Another option is to have a nice bath. As well as using oils like Tea Tree or Ravensara, you can also add essential oils that are good for muscular aches and pains and headaches. Marjoram (Origanum marjorana) is great here and blends nicely with good old Lavender (Lavandula angustifolia). Both oils have analgesic properties and are also antispasmodics. Lavender contains linalool in its chemistry, which is antifungal and is a sedative. Blend these two with the Tea Tree (I would suggest 2 drops of each) and the blend will also help relax you enough to have a bit of a sleep.
How to use an aromatic bath
Add the oils after you have run the bath, up to 6 drops and agitate the water before you get in. If you have sensitive skin, it is better to dilute the oils in vodka or bath dispersing oil first. Some books suggest using vegetable oil to dilute the essential oils in, but I find this rather dangerous as it makes the bath really slippery, especially for the elderly or disabled.
The final option is steam inhalations. These are great for everyone, with the exception of asthmatics and young children. I would suggest a bath for young children as they will inhale the vapours that way too. If you use this method with disabled or elderly people, ensure you assist them and hold the bowl. It is very important that you keep your eyes shut the whole time. The best oils to use when you have a cold are Eucalyptus and Thyme (Thymus vulgaris), which contains thymol and carvacrol in its chemistry, more powerful immunostimulants. Eucalyptus contains 1,8 cineole, which has the properties that make Eucalyptus mucolytic, in other words helps loosen up the mucus. Eucalyptus is effective against airborne viruses and bacteria. “The oil has antibacterial and expectorant properties” (Maruzella & Henry, Prakash cited by Price & price 1999).

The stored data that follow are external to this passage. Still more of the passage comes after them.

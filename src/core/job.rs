//! One separation job, from device resolution to canonical stems.

use crate::{
    core::{
        audio,
        engine::SeparationEngine,
        estimator::{self, Estimator},
        normalize,
    },
    device::{
        catalog::Enumeration,
        selector::{self, Resolution},
    },
    error::{Result, StemError},
    io::progress::ProgressReporter,
    types::{DeviceRequest, JobResult, WorkerOptions},
};

use std::{fs, time::Instant};

/// Run a full separation job and report progress along the way.
///
/// Progress goes 0, 1, 3 (then the loading estimator), 11 (then the processing
/// estimator), 92 and 100. Both estimators are stopped before the next fixed
/// value is emitted, including when the engine fails.
pub fn run_job(
    opts: &WorkerOptions,
    enumeration: &Enumeration,
    engine: &mut dyn SeparationEngine,
    reporter: &ProgressReporter,
) -> Result<JobResult> {
    if !opts.input.is_file() {
        return Err(StemError::InputNotFound(opts.input.clone()));
    }
    fs::create_dir_all(&opts.output_dir)?;
    reporter.emit(0, "Initializing");

    let request = DeviceRequest::parse(&opts.device);
    let Resolution { device, warnings } = selector::resolve(&request, enumeration);
    log_devices(enumeration, &device.id);
    if !warnings.is_empty() {
        log::debug!("{} device warning(s) for request '{}'", warnings.len(), request);
    }

    let tag = device.display_name.clone();
    let engine_device = selector::engine_device(&device.id);
    log::info!(
        "Using device {} ({}) via engine '{}' as '{}'",
        device.id,
        tag,
        engine.name(),
        engine_device
    );

    reporter.emit(1, &format!("Initializing [{}]", tag));
    reporter.emit(3, &format!("Loading AI model [{}]", tag));

    let started = Instant::now();
    let loading = Estimator::loading(&tag, reporter.clone());
    let loaded = engine.load_model(&opts.model_name, &engine_device);
    loading.stop();
    loaded?;
    log::info!("Model loaded in {:.1}s", started.elapsed().as_secs_f64());

    reporter.emit(11, &format!("Starting separation [{}]", tag));

    let duration = audio::duration_or_default(&opts.input);
    let estimate = estimator::estimated_processing_secs(duration, device.is_cpu());
    log::info!("Audio duration {:.1}s, estimated processing {:.1}s", duration, estimate);

    let started = Instant::now();
    let processing = Estimator::processing(estimate, &tag, reporter.clone());
    let separated = engine.separate(&opts.input, &engine_device);
    processing.stop();
    let raw = separated?;
    log::info!("Separation finished in {:.1}s", started.elapsed().as_secs_f64());

    reporter.emit(92, "Writing stems");
    let result = normalize::normalize(&raw, &opts.output_dir)?;
    if result.is_empty() {
        log::warn!("no recognisable stems among {} output file(s)", raw.len());
    }

    reporter.emit(100, "Complete");
    Ok(result)
}

fn log_devices(enumeration: &Enumeration, selected: &str) {
    log::info!("Devices:");
    for d in &enumeration.available {
        let mark = if d.id == selected { " <-- SELECTED" } else { "" };
        log::info!("  {}: {} ({}){}", d.id, d.display_name, d.backend_type, mark);
    }
    for s in &enumeration.skipped {
        log::info!("  {}: {} (skipped: {})", s.id, s.display_name, s.reason);
    }
}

How to do a steam inhalation.
Place hot (not boiling) water in a bowl. Drop 3 drops of each oil onto the water. Lean over the bowl, being very careful and place a towel over your head. Keeping your eyes closed so that the strong vapours do not irritate your eyes, inhale deeply for as long as is comfortable. Repeat several times.
The great thing about being an aromatherapist is that we don’t get colds and flu very often because we are using essential oils all the time and this helps us fight it off. That is why this piece is not written for aromatherapists but for everyone else! Try these simple methods and stay well this winter. If you are pregnant or taking medications, consult a qualified clinical aromatherapist before using essential oils and never take them internally.
Aromatherapy for Health Professionals, Shirley & Len Price 1999.